Tourists tap on the glass, pointing towards flavors they want to try. Chewy Praline, Chocolate Vanilla Swirl. But choosing isn’t the hard part, really. They’ve sampled so many, making sure to get their money’s worth. And you and I wait on each one, patiently.
In between paying customers, we pass the time with small talk. Your new haircut. My single-ness, since I stopped talking to that guy. And all the awkward silence of guessing what I should say next.
But friend, it’s what you say that takes me by surprise. Neither cruel nor comforting. Just…an observation. I open up to you, I guess. Tell you how I spend most of my free-time watching people I don’t know tell me things through computer screens. And how all the best TV shows are made of time-traveling and british men and big blue boxes. And now you truly you notice me.

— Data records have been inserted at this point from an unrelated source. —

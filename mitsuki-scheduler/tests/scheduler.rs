use std::sync::atomic::{AtomicUsize, Ordering};
use std::sync::Arc;
use std::time::Duration;

use mitsuki_core::config::ConfigStore;
use mitsuki_core::container::{
    BoxError, Component, ComponentContext, ComponentRegistry, Container, DependencyRequest,
};
use mitsuki_core::scheduling::{Scheduled, ScheduledTaskSpec, TriggerSpec};
use mitsuki_scheduler::{SchedulerHandle, TaskStatus};

// ── Shared probe ────────────────────────────────────────────────────────────

#[derive(Clone, Default)]
struct Probe {
    starts: Arc<AtomicUsize>,
    in_flight: Arc<AtomicUsize>,
    max_in_flight: Arc<AtomicUsize>,
}

impl Probe {
    fn enter(&self) {
        self.starts.fetch_add(1, Ordering::SeqCst);
        let now = self.in_flight.fetch_add(1, Ordering::SeqCst) + 1;
        self.max_in_flight.fetch_max(now, Ordering::SeqCst);
    }

    fn exit(&self) {
        self.in_flight.fetch_sub(1, Ordering::SeqCst);
    }

    fn count(&self) -> usize {
        self.starts.load(Ordering::SeqCst)
    }
}

macro_rules! probe_component {
    ($name:ident, $param:literal) => {
        #[derive(Clone)]
        struct $name {
            probe: Probe,
        }

        impl Component for $name {
            fn dependencies() -> Vec<DependencyRequest> {
                vec![DependencyRequest::named::<Probe>("probe", $param)]
            }
            fn construct(ctx: &ComponentContext) -> Result<Self, BoxError> {
                Ok(Self {
                    probe: ctx.component("probe")?,
                })
            }
        }
    };
}

async fn build_container(
    registry: ComponentRegistry,
    enabled: bool,
    extra_yaml: &str,
) -> Container {
    let yaml = format!("mitsuki:\n  scheduler:\n    enabled: {enabled}\n{extra_yaml}");
    let config = ConfigStore::from_yaml_str(&yaml, "").unwrap();
    Container::resolve(registry, Arc::new(config)).await.unwrap()
}

async fn start<T: Component + Scheduled>(probe: Probe, enabled: bool) -> SchedulerHandle {
    let mut registry = ComponentRegistry::new();
    registry.provide("probe", probe);
    registry.register_scheduled::<T>();
    let container = build_container(registry, enabled, "").await;
    let handle = SchedulerHandle::new();
    handle.start(&container).await.unwrap();
    handle
}

async fn sleep_ms(ms: u64) {
    tokio::time::sleep(Duration::from_millis(ms)).await;
}

// ── Fixed rate ──────────────────────────────────────────────────────────────

probe_component!(FastRate, "probe");

impl Scheduled for FastRate {
    fn scheduled_tasks() -> Vec<ScheduledTaskSpec> {
        vec![ScheduledTaskSpec::new(
            "tick",
            TriggerSpec::every(Duration::from_millis(100)),
            |c: FastRate| async move {
                c.probe.enter();
                c.probe.exit();
            },
        )]
    }
}

#[tokio::test(start_paused = true)]
async fn fixed_rate_runs_on_the_grid() {
    let probe = Probe::default();
    let _handle = start::<FastRate>(probe.clone(), true).await;

    sleep_ms(350).await;
    // First tick immediate, then at 100, 200, 300.
    let count = probe.count();
    assert!(count >= 3, "expected >= 3 executions, got {count}");
}

probe_component!(SlowRate, "probe");

impl Scheduled for SlowRate {
    fn scheduled_tasks() -> Vec<ScheduledTaskSpec> {
        vec![ScheduledTaskSpec::new(
            "churn",
            TriggerSpec::every(Duration::from_millis(100)),
            |c: SlowRate| async move {
                c.probe.enter();
                tokio::time::sleep(Duration::from_millis(250)).await;
                c.probe.exit();
            },
        )]
    }
}

#[tokio::test(start_paused = true)]
async fn fixed_rate_overrun_skips_missed_slots() {
    let probe = Probe::default();
    let handle = start::<SlowRate>(probe.clone(), true).await;

    sleep_ms(1000).await;

    // 100ms grid, 250ms body: starts at 0, 250, 500, 750. Missed slots
    // are skipped, never duplicated.
    let count = probe.count();
    assert!((4..=5).contains(&count), "expected 4..=5 starts, got {count}");
    assert_eq!(
        probe.max_in_flight.load(Ordering::SeqCst),
        1,
        "at most one execution may be in flight"
    );

    let snapshot = handle.snapshot();
    let task = &snapshot.tasks[0];
    assert_eq!(task.id, "SlowRate.churn");
    assert_eq!(task.failures, 0);
    assert!(
        task.executions as usize >= count - 1,
        "stats should track completed executions"
    );
}

probe_component!(DelayedStart, "probe");

impl Scheduled for DelayedStart {
    fn scheduled_tasks() -> Vec<ScheduledTaskSpec> {
        vec![ScheduledTaskSpec::new(
            "tick",
            TriggerSpec::FixedRate {
                interval: Duration::from_millis(100),
                initial_delay: Duration::from_millis(200),
            },
            |c: DelayedStart| async move {
                c.probe.enter();
                c.probe.exit();
            },
        )]
    }
}

#[tokio::test(start_paused = true)]
async fn initial_delay_defers_first_start() {
    let probe = Probe::default();
    let _handle = start::<DelayedStart>(probe.clone(), true).await;

    sleep_ms(150).await;
    assert_eq!(probe.count(), 0, "must not run during the initial delay");

    sleep_ms(100).await;
    assert!(probe.count() >= 1, "should run after the delay");
}

// ── Fixed delay ─────────────────────────────────────────────────────────────

probe_component!(DelaySpacing, "probe");

impl Scheduled for DelaySpacing {
    fn scheduled_tasks() -> Vec<ScheduledTaskSpec> {
        vec![ScheduledTaskSpec::new(
            "tick",
            TriggerSpec::delay(Duration::from_millis(100)),
            |c: DelaySpacing| async move {
                c.probe.enter();
                tokio::time::sleep(Duration::from_millis(50)).await;
                c.probe.exit();
            },
        )]
    }
}

#[tokio::test(start_paused = true)]
async fn fixed_delay_spaces_from_completion() {
    let probe = Probe::default();
    let _handle = start::<DelaySpacing>(probe.clone(), true).await;

    // 50ms body + 100ms delay: starts at 0, 150, 300, 450.
    sleep_ms(500).await;
    let count = probe.count();
    assert!((3..=4).contains(&count), "expected 3..=4 starts, got {count}");
}

// ── Cancellation ────────────────────────────────────────────────────────────

#[tokio::test(start_paused = true)]
async fn cancel_stops_future_starts() {
    let probe = Probe::default();
    let handle = start::<FastRate>(probe.clone(), true).await;

    sleep_ms(250).await;
    let before = probe.count();
    assert!(before >= 2);

    handle.cancel();
    tokio::task::yield_now().await;
    let frozen = probe.count();
    sleep_ms(300).await;
    assert_eq!(probe.count(), frozen, "no starts after cancellation");
}

#[tokio::test(start_paused = true)]
async fn stop_marks_tasks_stopped() {
    let probe = Probe::default();
    let handle = start::<FastRate>(probe.clone(), true).await;

    sleep_ms(150).await;
    handle.stop().await;

    let snapshot = handle.snapshot();
    assert_eq!(snapshot.tasks[0].status, TaskStatus::Stopped);
    assert_eq!(snapshot.running_tasks, 0);
}

// ── Failure isolation ───────────────────────────────────────────────────────

probe_component!(Failing, "failProbe");

impl Scheduled for Failing {
    fn scheduled_tasks() -> Vec<ScheduledTaskSpec> {
        vec![ScheduledTaskSpec::new(
            "explode",
            TriggerSpec::every(Duration::from_millis(100)),
            |c: Failing| async move {
                c.probe.enter();
                c.probe.exit();
                Err::<(), String>("boom".into())
            },
        )]
    }
}

#[tokio::test(start_paused = true)]
async fn failures_never_stop_the_loop_or_other_tasks() {
    let healthy = Probe::default();
    let failing = Probe::default();

    let mut registry = ComponentRegistry::new();
    registry.provide("probe", healthy.clone());
    registry.provide("failProbe", failing.clone());
    registry.register_scheduled::<FastRate>();
    registry.register_scheduled::<Failing>();
    let container = build_container(registry, true, "").await;
    let handle = SchedulerHandle::new();
    handle.start(&container).await.unwrap();

    sleep_ms(350).await;

    assert!(failing.count() >= 3, "failing task keeps scheduling");
    assert!(healthy.count() >= 3, "healthy task unaffected");

    let snapshot = handle.snapshot();
    let failing_task = snapshot
        .tasks
        .iter()
        .find(|t| t.id == "Failing.explode")
        .unwrap();
    assert!(failing_task.failures >= 3);
    assert_eq!(failing_task.status, TaskStatus::Error);

    let healthy_task = snapshot
        .tasks
        .iter()
        .find(|t| t.id == "FastRate.tick")
        .unwrap();
    assert_eq!(healthy_task.failures, 0);
}

probe_component!(Panicking, "probe");

impl Scheduled for Panicking {
    fn scheduled_tasks() -> Vec<ScheduledTaskSpec> {
        vec![ScheduledTaskSpec::new::<_, _, _, ()>(
            "panic",
            TriggerSpec::every(Duration::from_millis(100)),
            |c: Panicking| async move {
                c.probe.enter();
                c.probe.exit();
                panic!("intentional panic");
            },
        )]
    }
}

#[tokio::test(start_paused = true)]
async fn panics_recorded_as_failures_and_loop_survives() {
    let probe = Probe::default();
    let handle = start::<Panicking>(probe.clone(), true).await;

    sleep_ms(350).await;

    assert!(probe.count() >= 3, "loop must survive panics");
    let snapshot = handle.snapshot();
    assert!(snapshot.tasks[0].failures >= 3);
}

// ── Disabled scheduler ──────────────────────────────────────────────────────

#[tokio::test(start_paused = true)]
async fn disabled_scheduler_discovers_but_never_runs() {
    let probe = Probe::default();
    let handle = start::<FastRate>(probe.clone(), false).await;

    sleep_ms(500).await;
    assert_eq!(probe.count(), 0);

    let snapshot = handle.snapshot();
    assert!(!snapshot.enabled);
    assert_eq!(snapshot.total_tasks, 1);
    assert_eq!(snapshot.tasks[0].id, "FastRate.tick");
    assert_eq!(snapshot.tasks[0].status, TaskStatus::Stopped);
}

// ── Grace period ────────────────────────────────────────────────────────────

probe_component!(LongRunner, "probe");

impl Scheduled for LongRunner {
    fn scheduled_tasks() -> Vec<ScheduledTaskSpec> {
        vec![ScheduledTaskSpec::new(
            "crawl",
            TriggerSpec::every(Duration::from_millis(100)),
            |c: LongRunner| async move {
                c.probe.enter();
                tokio::time::sleep(Duration::from_millis(60_000)).await;
                c.probe.exit();
            },
        )]
    }
}

#[tokio::test(start_paused = true)]
async fn stop_gives_up_after_grace_period() {
    let probe = Probe::default();
    let mut registry = ComponentRegistry::new();
    registry.provide("probe", probe.clone());
    registry.register_scheduled::<LongRunner>();
    let container = build_container(
        registry,
        true,
        "    grace-period-ms: 100\n",
    )
    .await;
    let handle = SchedulerHandle::new();
    handle.start(&container).await.unwrap();

    sleep_ms(10).await;
    assert_eq!(probe.count(), 1, "task should be mid-flight");

    handle.stop().await;
    let snapshot = handle.snapshot();
    assert_eq!(snapshot.tasks[0].status, TaskStatus::Stopped);
}

// ── Validation ──────────────────────────────────────────────────────────────

#[derive(Clone)]
struct BadCron;

impl Component for BadCron {
    fn construct(_ctx: &ComponentContext) -> Result<Self, BoxError> {
        Ok(BadCron)
    }
}

impl Scheduled for BadCron {
    fn scheduled_tasks() -> Vec<ScheduledTaskSpec> {
        vec![ScheduledTaskSpec::new(
            "never",
            TriggerSpec::cron("definitely not cron"),
            |_: BadCron| async move {},
        )]
    }
}

#[tokio::test]
async fn invalid_cron_aborts_scheduler_start() {
    let mut registry = ComponentRegistry::new();
    registry.register_scheduled::<BadCron>();
    let container = build_container(registry, true, "").await;
    let handle = SchedulerHandle::new();
    assert!(handle.start(&container).await.is_err());
}
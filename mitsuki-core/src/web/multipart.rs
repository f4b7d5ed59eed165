use std::collections::HashMap;
use std::path::Path;

use axum::extract::Multipart;
use bytes::Bytes;

/// Errors raised while decomposing a `multipart/form-data` body.
///
/// All of these are the caller's fault and surface as 400 responses with
/// the offending field named.
#[derive(Debug)]
pub enum MultipartError {
    /// A required field was not present in the form.
    MissingField(String),
    /// A text field could not be parsed to the expected type.
    ParseError { field: String, message: String },
    /// A file exceeds the route's per-file size limit.
    FileTooLarge {
        field: String,
        size: usize,
        limit: usize,
    },
    /// The combined upload exceeds the route's total size limit.
    TotalTooLarge { size: usize, limit: usize },
    /// A file's content type is not in the route's allow list.
    ContentTypeNotAllowed { field: String, content_type: String },
    /// An error from the underlying multipart parser.
    Malformed(String),
}

impl std::fmt::Display for MultipartError {
    fn fmt(&self, f: &mut std::fmt::Formatter<'_>) -> std::fmt::Result {
        match self {
            Self::MissingField(name) => write!(f, "missing required field: {name}"),
            Self::ParseError { field, message } => {
                write!(f, "failed to parse field '{field}': {message}")
            }
            Self::FileTooLarge { field, size, limit } => {
                write!(f, "file '{field}' is {size} bytes, limit is {limit}")
            }
            Self::TotalTooLarge { size, limit } => {
                write!(f, "upload totals {size} bytes, limit is {limit}")
            }
            Self::ContentTypeNotAllowed {
                field,
                content_type,
            } => write!(f, "content type '{content_type}' not allowed for '{field}'"),
            Self::Malformed(msg) => write!(f, "multipart error: {msg}"),
        }
    }
}

impl std::error::Error for MultipartError {}

/// Per-route upload limits and content-type allow list.
#[derive(Debug, Clone, Default)]
pub struct UploadLimits {
    pub max_file_size: Option<usize>,
    pub max_total_size: Option<usize>,
    /// Accepted content types; empty = anything.
    pub allowed_types: Vec<String>,
}

/// A file received from a multipart form upload.
#[derive(Debug, Clone)]
pub struct FileUpload {
    /// The field name in the form.
    pub field: String,
    /// The original file name provided by the client, if any.
    pub filename: Option<String>,
    /// The content type (MIME type) of the file, if provided.
    pub content_type: Option<String>,
    /// The raw file data.
    pub data: Bytes,
}

impl FileUpload {
    /// Size of the file data in bytes.
    pub fn len(&self) -> usize {
        self.data.len()
    }

    pub fn is_empty(&self) -> bool {
        self.data.is_empty()
    }

    /// Write the upload to disk.
    pub async fn save_to(&self, path: impl AsRef<Path>) -> std::io::Result<()> {
        tokio::fs::write(path, &self.data).await
    }
}

/// All fields of a multipart form, collected and limit-checked.
pub struct MultipartForm {
    /// Text fields, keyed by field name. Multiple values per key are kept.
    pub text: HashMap<String, Vec<String>>,
    /// File fields, keyed by field name. Multiple files per key are kept.
    pub files: HashMap<String, Vec<FileUpload>>,
}

impl MultipartForm {
    /// Drain an axum `Multipart` extractor, enforcing the given limits.
    ///
    /// A part with a filename is a file upload; everything else is a text
    /// field.
    pub async fn collect(
        mut multipart: Multipart,
        limits: &UploadLimits,
    ) -> Result<Self, MultipartError> {
        let mut text: HashMap<String, Vec<String>> = HashMap::new();
        let mut files: HashMap<String, Vec<FileUpload>> = HashMap::new();
        let mut total = 0usize;

        while let Some(field) = multipart
            .next_field()
            .await
            .map_err(|e| MultipartError::Malformed(e.to_string()))?
        {
            let name = field.name().unwrap_or("").to_string();
            let filename = field.file_name().map(|s| s.to_string());
            let content_type = field.content_type().map(|s| s.to_string());

            let data = field
                .bytes()
                .await
                .map_err(|e| MultipartError::Malformed(e.to_string()))?;

            total += data.len();
            if let Some(limit) = limits.max_total_size {
                if total > limit {
                    return Err(MultipartError::TotalTooLarge { size: total, limit });
                }
            }

            if filename.is_some() {
                if let Some(limit) = limits.max_file_size {
                    if data.len() > limit {
                        return Err(MultipartError::FileTooLarge {
                            field: name,
                            size: data.len(),
                            limit,
                        });
                    }
                }
                if !limits.allowed_types.is_empty() {
                    let ct = content_type.clone().unwrap_or_default();
                    if !limits.allowed_types.iter().any(|a| a == &ct) {
                        return Err(MultipartError::ContentTypeNotAllowed {
                            field: name,
                            content_type: ct,
                        });
                    }
                }
                files.entry(name.clone()).or_default().push(FileUpload {
                    field: name,
                    filename,
                    content_type,
                    data,
                });
            } else {
                let value = String::from_utf8(data.to_vec())
                    .map_err(|e| MultipartError::ParseError {
                        field: name.clone(),
                        message: e.to_string(),
                    })?;
                text.entry(name).or_default().push(value);
            }
        }

        Ok(Self { text, files })
    }
}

“You’d never know from how you dress,” you say, “but on the inside, you’re so dorky.”
And I guess I agree with you. I’m not “the type” to wear sneakers and sundresses. I don’t have oversized glasses or unruly hair on purpose. I wear makeup and rings and most of my wardrobe comes from a place with “American” in the title.
But still. I don’t see the point in matching pants and personality. And I don’t think it’s wrong to be misunderstood. In fact, I like that it forces people to look past my latest outfit choice to see what I’m honestly about. I don’t dress like your average dork, but does that make me any less of one?
I don’t fit, and I think that’s all right. I’ve come to accept that my clothes, my book collection, my hair color, and my most cherished song don’t constitute my being. These are things I love, not things I am. So there.
You won’t know from my attire that I’m a bit too shy to share these things in person. I guess sometimes we hide behind our outsides, afraid to open up. To face the fact that we don’t fit.
But as you and I cut quarter pounds of fudge from the counter, scoop them up, and squeeze them into tiny boxes, I see now. And it makes sense.
The world is full of containers. For keeping people and places and objects and ideas in place. Perhaps though, the only way to enjoy them, to really appreciate their existence, is to empty the box. To break the mold by the miracle of experience.
Everyday we watch this unfold. They take that first bite, braving the uncertain. And after all this time, they travel hundreds of miles, stand in long lines, and leave filled with a new hunger for trying.
All it takes is a taste, so maybe we too can find an appetite for the unexpected.